___ Data supplied ___

use anyhow::Result;
use std::path::Path;
use std::sync::Arc;

use strongbox_engine::EngineContext;
use strongbox_keys::load_keyring;
use strongbox_replication::probe::spawn_health_probe;
use strongbox_replication::{HttpTransport, ReplicaTransport};
use tokio::net::TcpListener;
use tracing::info;

use crate::routes::build_router;
use crate::state::AppState;

pub async fn run(base_dir: &Path, cli_passphrase: &Option<String>) -> Result<()> {
    let config = super::load_config(base_dir)?;
    let replication = &config.strongbox.replication;

    let provider = super::open_key_provider(&config.strongbox, cli_passphrase)?;
    let crypto = load_keyring(provider.as_ref()).await?;

    let transport: Arc<dyn ReplicaTransport> = Arc::new(HttpTransport::new(
        replication.cluster_token.clone(),
        replication.replica_timeout(),
    )?);
    let ctx = EngineContext::open(config.strongbox.clone(), crypto, transport.clone()).await?;

    let probe = spawn_health_probe(
        ctx.replication.topology().clone(),
        transport,
        replication.probe_interval(),
        replication.replica_timeout(),
    );

    if config.http.admin_token.is_none() {
        info!("no [http] admin_token configured; admin routes are closed");
    }
    let state = Arc::new(AppState::new(ctx.clone(), config.http.admin_token.clone()));
    let app = build_router(state);

    let listener = TcpListener::bind(&config.http.listen_addr).await?;
    info!(
        addr = %config.http.listen_addr,
        node = replication.node_id,
        role = ?ctx.replication.topology().local_role(),
        "strongbox listening"
    );
    axum::serve(listener, app)
        .with_graceful_shutdown(shutdown_signal())
        .await?;

    probe.abort();
    ctx.audit.flush().await;
    info!(audit = ?ctx.audit.stats(), "strongbox stopped");
    Ok(())
}

async fn shutdown_signal() {
    if let Err(e) = tokio::signal::ctrl_c().await {
        tracing::error!(error = %e, "failed to listen for shutdown signal");
        std::future::pending::<()>().await;
    }
    info!("shutdown requested");
}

___

- Work request -
Copy every line of the data above exactly.

- Exercise answer -
use anyhow::Result;
use std::path::Path;
use std::sync::Arc;

use strongbox_engine::EngineContext;
use strongbox_keys::load_keyring;
use strongbox_replication::probe::spawn_health_probe;
use strongbox_replication::{HttpTransport, ReplicaTransport};
use tokio::net::TcpListener;
use tracing::info;

use crate::routes::build_router;
use crate::state::AppState;

pub async fn run(base_dir: &Path, cli_passphrase: &Option<String>) -> Result<()> {
    let config = super::load_config(base_dir)?;
    let replication = &config.strongbox.replication;

    let provider = super::open_key_provider(&config.strongbox, cli_passphrase)?;
    let crypto = load_keyring(provider.as_ref()).await?;

    let transport: Arc<dyn ReplicaTransport> = Arc::new(HttpTransport::new(
        replication.cluster_token.clone(),
        replication.replica_timeout(),
    )?);
    let ctx = EngineContext::open(config.strongbox.clone(), crypto, transport.clone()).await?;

    let probe = spawn_health_probe(
        ctx.replication.topology().clone(),
        transport,
        replication.probe_interval(),
        replication.replica_timeout(),
    );

    if config.http.admin_token.is_none() {
        info!("no [http] admin_token configured; admin routes are closed");
    }
    let state = Arc::new(AppState::new(ctx.clone(), config.http.admin_token.clone()));
    let app = build_router(state);

    let listener = TcpListener::bind(&config.http.listen_addr).await?;
    info!(
        addr = %config.http.listen_addr,
        node = replication.node_id,
        role = ?ctx.replication.topology().local_role(),
        "strongbox listening"
    );
    axum::serve(listener, app)
        .with_graceful_shutdown(shutdown_signal())
        .await?;

    probe.abort();
    ctx.audit.flush().await;
    info!(audit = ?ctx.audit.stats(), "strongbox stopped");
    Ok(())
}

async fn shutdown_signal() {
    if let Err(e) = tokio::signal::ctrl_c().await {
        tracing::error!(error = %e, "failed to listen for shutdown signal");
        std::future::pending::<()>().await;
    }
    info!("shutdown requested");
}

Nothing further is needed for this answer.